Other Examples of Amnesty Violations of Ethical Standards
Hussein joins a growing number of examples in which Amnesty activities are inconsistent with ethical standards. For more information, see NGO Monitor’s “Experts or Ideologues?”
- Moazzam Begg, a British citizen who was detained at Guantanamo for alleged ties to Al-Qaeda and later released, is currently the director of CAGE, “an independent advocacy organization…campaigning against the War on Terror for more than a decade.” According to the Times, “as recently as March this year an Amnesty employee defended such partnerships and voiced sympathy for those whose ‘only crime is to be soft on Islamic militants’.”
- Amnesty partners with CAGE (then Cageprisoners) and Begg, and in 2010, Gita Sahgal, head of Amnesty’s Gender Unit, publicly criticized the organization for this relationship, stating that Begg’s support for the Taliban “fundamentally damages Amnesty International’s integrity and, more importantly, constitutes a threat to human rights.” Amnesty suspended Sahgal for speaking out and she was forced to leave the organization shortly thereafter. Amnesty’s Interim Secretary General defended the relationship with Begg, remarking that “jihad in self-defence” is not “antithetical to human rights.” For more on the incident, see NGO Monitor’s Lending Legitimacy to Terror? Amnesty’s Partnership with CAGE. CAGE has been condemned in the UK for referring to Muhammed Emwazi (“Jihadi John”) as an “extremely gentle, kind” and a “beautiful young man.”
- Deborah Hyams was hired in 2010 as “Israel, Occupied Palestinian Territories and Palestinian Authority” researcher. Hyams has an extensive background in radical anti-Israel activism, including acting as a “human shield” in Beit Jala in 2001.

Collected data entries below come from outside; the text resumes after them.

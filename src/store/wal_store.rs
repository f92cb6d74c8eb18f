use std::future::Future;
use std::io;
use std::path::Path;
use std::sync::Arc;

use async_trait::async_trait;
use dashmap::DashMap;
use tokio::sync::{mpsc, oneshot, Mutex, RwLock};
use tracing::info;

use crate::model::*;
use crate::wal::Wal;

use super::{MemoryStore, ReservationStore, StoreError};

// ── Group-commit WAL channel ─────────────────────────────

enum WalCommand {
    Append {
        event: Event,
        response: oneshot::Sender<io::Result<()>>,
    },
    Compact {
        events: Vec<Event>,
        response: oneshot::Sender<io::Result<()>>,
    },
    AppendsSinceCompact {
        response: oneshot::Sender<u64>,
    },
}

/// Background task that owns the WAL and batches appends for group commit.
/// 1. Block until the first Append arrives.
/// 2. Buffer it (no fsync).
/// 3. Drain all immediately available Appends (the batch window).
/// 4. Single flush_sync for the whole batch.
/// 5. Respond to all senders with the batch result.
async fn wal_writer_loop(mut wal: Wal, mut rx: mpsc::Receiver<WalCommand>) {
    while let Some(cmd) = rx.recv().await {
        match cmd {
            WalCommand::Append { event, response } => {
                let mut batch = vec![(event, response)];
                let mut deferred = None;

                loop {
                    match rx.try_recv() {
                        Ok(WalCommand::Append { event, response }) => batch.push((event, response)),
                        Ok(other) => {
                            deferred = Some(other);
                            break;
                        }
                        Err(_) => break,
                    }
                }

                metrics::histogram!(crate::observability::WAL_FLUSH_BATCH_SIZE).record(batch.len() as f64);
                let flush_start = std::time::Instant::now();
                let result = flush_batch(&mut wal, &batch);
                metrics::histogram!(crate::observability::WAL_FLUSH_DURATION_SECONDS)
                    .record(flush_start.elapsed().as_secs_f64());
                respond_batch(batch, &result);

                if let Some(other) = deferred {
                    handle_non_append(&mut wal, other);
                }
            }
            other => handle_non_append(&mut wal, other),
        }
    }
}

fn flush_batch(wal: &mut Wal, batch: &[(Event, oneshot::Sender<io::Result<()>>)]) -> io::Result<()> {
    let mut append_err: Option<io::Error> = None;
    for (event, _) in batch {
        if let Err(e) = wal.append_buffered(event) {
            append_err = Some(e);
            break;
        }
    }
    // Always flush so partially buffered bytes don't leak into the next batch.
    let flush_err = wal.flush_sync().err();
    match (append_err, flush_err) {
        (Some(e), _) | (None, Some(e)) => Err(e),
        (None, None) => Ok(()),
    }
}

fn respond_batch(batch: Vec<(Event, oneshot::Sender<io::Result<()>>)>, result: &io::Result<()>) {
    for (_, tx) in batch {
        let r = match result {
            Ok(()) => Ok(()),
            Err(e) => Err(io::Error::new(e.kind(), e.to_string())),
        };
        let _ = tx.send(r);
    }
}

fn handle_non_append(wal: &mut Wal, cmd: WalCommand) {
    match cmd {
        WalCommand::Compact { events, response } => {
            let result = wal.rewrite(&events);
            let _ = response.send(result);
        }
        WalCommand::AppendsSinceCompact { response } => {
            let _ = response.send(wal.appends_since_compact());
        }
        WalCommand::Append { .. } => unreachable!("appends are batched by the writer loop"),
    }
}

/// Durable store: a `MemoryStore` materialized from an append-only WAL.
/// A save is visible only after its WAL record is fsynced.
pub struct WalStore {
    shared: Arc<Shared>,
}

struct Shared {
    state: MemoryStore,
    wal_tx: mpsc::Sender<WalCommand>,
    /// Serializes check → append → apply per room.
    room_locks: DashMap<RoomId, Arc<Mutex<()>>>,
    /// Saves hold it shared; compaction holds it exclusively so the snapshot
    /// cannot miss a record that is on disk but not yet applied.
    compaction: RwLock<()>,
}

impl WalStore {
    /// Replay the WAL at `path` and spawn its writer task. Must be called
    /// inside a Tokio runtime.
    pub fn open(path: &Path) -> io::Result<Self> {
        let (wal, events) = Wal::recover(path)?;
        let state = MemoryStore::from_events(&events);
        let (wal_tx, wal_rx) = mpsc::channel(4096);
        tokio::spawn(wal_writer_loop(wal, wal_rx));
        info!(path = %path.display(), events = events.len(), "WAL replayed");

        Ok(Self {
            shared: Arc::new(Shared {
                state,
                wal_tx,
                room_locks: DashMap::new(),
                compaction: RwLock::new(()),
            }),
        })
    }

    /// Run a write on its own task. A caller that gives up (timeout, drop)
    /// cannot leave a record on disk that was never applied in memory.
    async fn detached<F, Fut>(&self, write: F) -> Result<(), StoreError>
    where
        F: FnOnce(Arc<Shared>) -> Fut,
        Fut: Future<Output = Result<(), StoreError>> + Send + 'static,
    {
        tokio::spawn(write(self.shared.clone()))
            .await
            .map_err(|e| StoreError::Io(format!("WAL write task failed: {e}")))?
    }

    /// Rewrite the WAL with one record per live entity.
    pub async fn compact(&self) -> Result<(), StoreError> {
        let shared = &self.shared;
        let _exclusive = shared.compaction.write().await;
        let events = shared.state.snapshot_events();
        let (tx, rx) = oneshot::channel();
        shared
            .wal_tx
            .send(WalCommand::Compact { events, response: tx })
            .await
            .map_err(|_| StoreError::Io("WAL writer shut down".into()))?;
        rx.await
            .map_err(|_| StoreError::Io("WAL writer dropped response".into()))?
            .map_err(|e| StoreError::Io(e.to_string()))
    }

    pub async fn appends_since_compact(&self) -> u64 {
        let (tx, rx) = oneshot::channel();
        if self
            .shared
            .wal_tx
            .send(WalCommand::AppendsSinceCompact { response: tx })
            .await
            .is_err()
        {
            return 0;
        }
        rx.await.unwrap_or(0)
    }
}

impl Shared {
    async fn wal_append(&self, event: &Event) -> Result<(), StoreError> {
        let (tx, rx) = oneshot::channel();
        self.wal_tx
            .send(WalCommand::Append {
                event: event.clone(),
                response: tx,
            })
            .await
            .map_err(|_| StoreError::Io("WAL writer shut down".into()))?;
        rx.await
            .map_err(|_| StoreError::Io("WAL writer dropped response".into()))?
            .map_err(|e| StoreError::Io(e.to_string()))
    }

    async fn append_and_apply(&self, event: Event) -> Result<(), StoreError> {
        let _shared = self.compaction.read().await;
        self.wal_append(&event).await?;
        self.state.apply(&event);
        Ok(())
    }

    fn room_lock(&self, room_id: &RoomId) -> Arc<Mutex<()>> {
        self.room_locks.entry(room_id.clone()).or_default().value().clone()
    }

    async fn save_reservation(&self, reservation: Reservation) -> Result<(), StoreError> {
        let lock = self.room_lock(&reservation.room_id);
        let _room = lock.lock().await;
        self.state.check(&reservation)?;
        self.append_and_apply(Event::ReservationSaved { reservation })
            .await
    }
}

#[async_trait]
impl ReservationStore for WalStore {
    async fn load_rooms(&self) -> Result<Vec<Room>, StoreError> {
        Ok(self.shared.state.rooms())
    }

    async fn save_room(&self, room: &Room) -> Result<(), StoreError> {
        let event = Event::RoomSaved { room: room.clone() };
        self.detached(|shared| async move { shared.append_and_apply(event).await })
            .await
    }

    async fn load_guests(&self) -> Result<Vec<Guest>, StoreError> {
        Ok(self.shared.state.guests())
    }

    async fn save_guest(&self, guest: &Guest) -> Result<(), StoreError> {
        let event = Event::GuestSaved { guest: guest.clone() };
        self.detached(|shared| async move { shared.append_and_apply(event).await })
            .await
    }

    async fn load(&self, room_id: &RoomId) -> Result<Vec<Reservation>, StoreError> {
        Ok(self.shared.state.reservations(room_id))
    }

    async fn save(&self, reservation: &Reservation) -> Result<(), StoreError> {
        let reservation = reservation.clone();
        self.detached(|shared| async move { shared.save_reservation(reservation).await })
            .await
    }
}
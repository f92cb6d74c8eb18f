mod availability;
mod booking;
mod error;
mod inventory;
pub mod lifecycle;
mod queries;

pub use availability::{free_stays, merge_overlapping, subtract_stays};
pub use error::{EngineError, Entity};

use std::future::Future;
use std::sync::Arc;
use std::sync::atomic::{AtomicUsize, Ordering};
use std::time::Duration;

use dashmap::DashMap;
use tokio::sync::{Mutex, RwLock};
use tracing::{info, warn};

use crate::clock::{Clock, SystemClock};
use crate::model::*;
use crate::notify::NotifyHub;
use crate::payment::{AcceptAll, PaymentAuthorizer};
use crate::store::{ReservationStore, StoreError};

/// One room's inventory facts plus its reservations. Writers (book, cancel,
/// front-desk transitions, rate changes) take the write lock; that lock is
/// the per-room critical section.
pub type SharedLedger = Arc<RwLock<RoomLedger>>;

pub struct EngineOptions {
    pub payments: Arc<dyn PaymentAuthorizer>,
    pub clock: Arc<dyn Clock>,
    pub notify: Arc<NotifyHub>,
    pub persist_timeout: Duration,
}

impl Default for EngineOptions {
    fn default() -> Self {
        Self {
            payments: Arc::new(AcceptAll),
            clock: Arc::new(SystemClock),
            notify: Arc::new(NotifyHub::new()),
            persist_timeout: Duration::from_secs(5),
        }
    }
}

pub struct Engine {
    pub(super) ledgers: DashMap<RoomId, SharedLedger>,
    /// Reverse lookup: reservation id → room id
    pub(super) reservation_rooms: DashMap<ReservationId, RoomId>,
    pub(super) guests: DashMap<GuestId, Guest>,
    /// Rooms accepting bookings. Adjusted under the room's write lock.
    pub(super) active_rooms: AtomicUsize,
    /// Serializes room creation so duplicate ids are rejected before they reach the store.
    pub(super) inventory_lock: Mutex<()>,
    pub(super) store: Arc<dyn ReservationStore>,
    pub(super) payments: Arc<dyn PaymentAuthorizer>,
    pub(super) clock: Arc<dyn Clock>,
    pub notify: Arc<NotifyHub>,
    pub(super) persist_timeout: Duration,
}

impl Engine {
    /// Load rooms, guests and every room's reservations from the store.
    pub async fn open(
        store: Arc<dyn ReservationStore>,
        options: EngineOptions,
    ) -> Result<Self, EngineError> {
        let engine = Self {
            ledgers: DashMap::new(),
            reservation_rooms: DashMap::new(),
            guests: DashMap::new(),
            active_rooms: AtomicUsize::new(0),
            inventory_lock: Mutex::new(()),
            store,
            payments: options.payments,
            clock: options.clock,
            notify: options.notify,
            persist_timeout: options.persist_timeout,
        };

        let rooms = engine
            .bounded("load rooms", engine.store.load_rooms())
            .await?
            .map_err(storage)?;
        for room in rooms {
            let reservations = engine
                .bounded("load reservations", engine.store.load(&room.id))
                .await?
                .map_err(storage)?;
            for r in &reservations {
                engine.reservation_rooms.insert(r.id, room.id.clone());
            }
            if room.active {
                engine.active_rooms.fetch_add(1, Ordering::SeqCst);
            }
            let room_id = room.id.clone();
            let ledger = RoomLedger::with_reservations(room, reservations);
            engine.ledgers.insert(room_id, Arc::new(RwLock::new(ledger)));
        }

        let guests = engine
            .bounded("load guests", engine.store.load_guests())
            .await?
            .map_err(storage)?;
        for guest in guests {
            engine.guests.insert(guest.id.clone(), guest);
        }

        metrics::gauge!(crate::observability::ROOMS_ACTIVE).set(engine.active_room_count() as f64);
        info!(
            rooms = engine.ledgers.len(),
            reservations = engine.reservation_rooms.len(),
            guests = engine.guests.len(),
            "engine loaded"
        );
        Ok(engine)
    }

    pub fn get_ledger(&self, room_id: &RoomId) -> Option<SharedLedger> {
        self.ledgers.get(room_id).map(|e| e.value().clone())
    }

    pub(super) fn ledger(&self, room_id: &RoomId) -> Result<SharedLedger, EngineError> {
        self.get_ledger(room_id)
            .ok_or_else(|| EngineError::NotFound(Entity::Room(room_id.clone())))
    }

    pub fn get_room_for_reservation(&self, id: &ReservationId) -> Option<RoomId> {
        self.reservation_rooms.get(id).map(|e| e.value().clone())
    }

    /// Snapshot of every ledger handle, sorted by room id. Collected up front
    /// so no map guard is held across an await.
    pub(super) fn all_ledgers(&self) -> Vec<(RoomId, SharedLedger)> {
        let mut all: Vec<_> = self
            .ledgers
            .iter()
            .map(|e| (e.key().clone(), e.value().clone()))
            .collect();
        all.sort_by(|a, b| a.0.cmp(&b.0));
        all
    }

    /// Run a collaborator call under the persist timeout.
    pub(super) async fn bounded<T>(
        &self,
        op: &'static str,
        fut: impl Future<Output = T>,
    ) -> Result<T, EngineError> {
        match tokio::time::timeout(self.persist_timeout, fut).await {
            Ok(out) => Ok(out),
            Err(_) => {
                warn!(op, timeout_ms = self.persist_timeout.as_millis() as u64, "collaborator call timed out");
                metrics::counter!(crate::observability::TIMEOUTS_TOTAL, "op" => op).increment(1);
                Err(EngineError::Timeout(op))
            }
        }
    }

    /// Persist the next state of reservation `id` and publish it to the ledger.
    ///
    /// `next` builds the candidate from the reservation's current state
    /// (`None` for a new one). On a store conflict the ledger is reloaded and
    /// `next` runs again against the stored version, so the one retry saves a
    /// fresh version. A blocking candidate that overlaps another reservation
    /// is `RoomUnavailable` on either attempt.
    pub(super) async fn commit(
        &self,
        ledger: &mut RoomLedger,
        id: ReservationId,
        next: impl Fn(Option<&Reservation>) -> Result<Reservation, EngineError>,
    ) -> Result<Reservation, EngineError> {
        let candidate = next(ledger.get(id))?;
        check_overlap(ledger, &candidate)?;

        let committed = match self
            .bounded("save reservation", self.store.save(&candidate))
            .await?
        {
            Ok(()) => candidate,
            Err(StoreError::Conflict { reason, .. }) => {
                warn!(reservation = %id, room = %ledger.room.id, reason, "store conflict, reloading room");
                self.reload(ledger).await?;
                if ledger.get(id) == Some(&candidate) {
                    // An earlier attempt at this exact save landed late.
                    candidate
                } else {
                    self.retry(ledger, id, &next).await?
                }
            }
            Err(e) => return Err(storage(e)),
        };

        self.publish(ledger, &committed);
        Ok(committed)
    }

    async fn retry(
        &self,
        ledger: &RoomLedger,
        id: ReservationId,
        next: &impl Fn(Option<&Reservation>) -> Result<Reservation, EngineError>,
    ) -> Result<Reservation, EngineError> {
        let candidate = next(ledger.get(id))?;
        if let Err(e) = check_overlap(ledger, &candidate) {
            metrics::counter!(crate::observability::STORE_CONFLICTS_TOTAL, "outcome" => "unavailable")
                .increment(1);
            return Err(e);
        }
        match self
            .bounded("save reservation", self.store.save(&candidate))
            .await?
        {
            Ok(()) => {
                metrics::counter!(crate::observability::STORE_CONFLICTS_TOTAL, "outcome" => "retried")
                    .increment(1);
                Ok(candidate)
            }
            Err(StoreError::Conflict { .. }) => {
                metrics::counter!(crate::observability::STORE_CONFLICTS_TOTAL, "outcome" => "surfaced")
                    .increment(1);
                Err(EngineError::PersistenceConflict(id))
            }
            Err(e) => Err(storage(e)),
        }
    }

    fn publish(&self, ledger: &mut RoomLedger, reservation: &Reservation) {
        ledger.upsert(reservation.clone());
        self.reservation_rooms
            .insert(reservation.id, reservation.room_id.clone());
        metrics::counter!(crate::observability::TRANSITIONS_TOTAL, "to" => reservation.status.label())
            .increment(1);
        if let Some(last) = reservation.history.last() {
            info!(
                reservation = %reservation.id,
                room = %reservation.room_id,
                guest = %reservation.guest_id,
                stay = %reservation.stay,
                version = reservation.version,
                from = last.from.map_or("new", |s| s.label()),
                to = %last.to,
                at = %last.at,
                "reservation transition"
            );
        }
        self.notify.send(
            &reservation.room_id,
            &Event::ReservationSaved {
                reservation: reservation.clone(),
            },
        );
    }

    /// Replace the ledger's reservations with the store's view of the room.
    pub(super) async fn reload(&self, ledger: &mut RoomLedger) -> Result<(), EngineError> {
        let reservations = self
            .bounded("load reservations", self.store.load(&ledger.room.id))
            .await?
            .map_err(storage)?;
        for r in &reservations {
            self.reservation_rooms.insert(r.id, ledger.room.id.clone());
        }
        *ledger = RoomLedger::with_reservations(ledger.room.clone(), reservations);
        Ok(())
    }

    /// Number of rooms currently accepting bookings.
    pub fn active_room_count(&self) -> usize {
        self.active_rooms.load(Ordering::SeqCst)
    }

    /// Count a room entering or leaving service. Callers hold the room's
    /// write lock, so each flip is counted exactly once.
    pub(super) fn count_active(&self, entering: bool) {
        let gauge = metrics::gauge!(crate::observability::ROOMS_ACTIVE);
        if entering {
            self.active_rooms.fetch_add(1, Ordering::SeqCst);
            gauge.increment(1.0);
        } else {
            self.active_rooms.fetch_sub(1, Ordering::SeqCst);
            gauge.decrement(1.0);
        }
    }
}

fn check_overlap(ledger: &RoomLedger, candidate: &Reservation) -> Result<(), EngineError> {
    if candidate.status.is_blocking()
        && let Some(other) = ledger.first_conflict(&candidate.stay, Some(candidate.id))
    {
        return Err(EngineError::RoomUnavailable {
            room_id: candidate.room_id.clone(),
            conflicting: other.id,
        });
    }
    Ok(())
}

pub(super) fn storage(e: StoreError) -> EngineError {
    match e {
        StoreError::Conflict { id, .. } => EngineError::PersistenceConflict(id),
        StoreError::Io(msg) => EngineError::Storage(msg),
    }
}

- Saleh Hijazi, Amnesty campaigner on Israel and the OPT, worked as a Public Relations officer for the Palestinian Authority’s Office of the Ministry of Planning in Ramallah in 2005, and in 2007 he was listed as contact for the NGO “Another Voice” – under the group’s signature “Resist! Boycott! We Are Intifada!” Hijazi has also posted as his profile picture on Facebook, images of PFLP terrorist Leila Khaled and Islamic Jihad spokesman Khader Adnan.
- A 2012 tweet by Kristyan Benedict, Amnesty-UK’s Campaign Manager, prompted an inquiry into Amnesty by John Mann MP, chair of the UK All-Party Parliamentary Group against Anti-Semitism, seeking clarification on the organization’s policies towards preventing antisemitism. Benedict also has compared Israel to ISIS (using the #JSIL hashtag) and has retweeted an article from Hamas’ website.
- Edith Garwood, Amnesty-USA’s “Country Specialist on Israel, Occupied Palestinian Territories, and Palestinian Authority,” volunteered for the International Solidarity Movement (ISM) before joining Amnesty.
- On Amnesty financial scandals, see NGO Monitor on The Irene Khan Affair.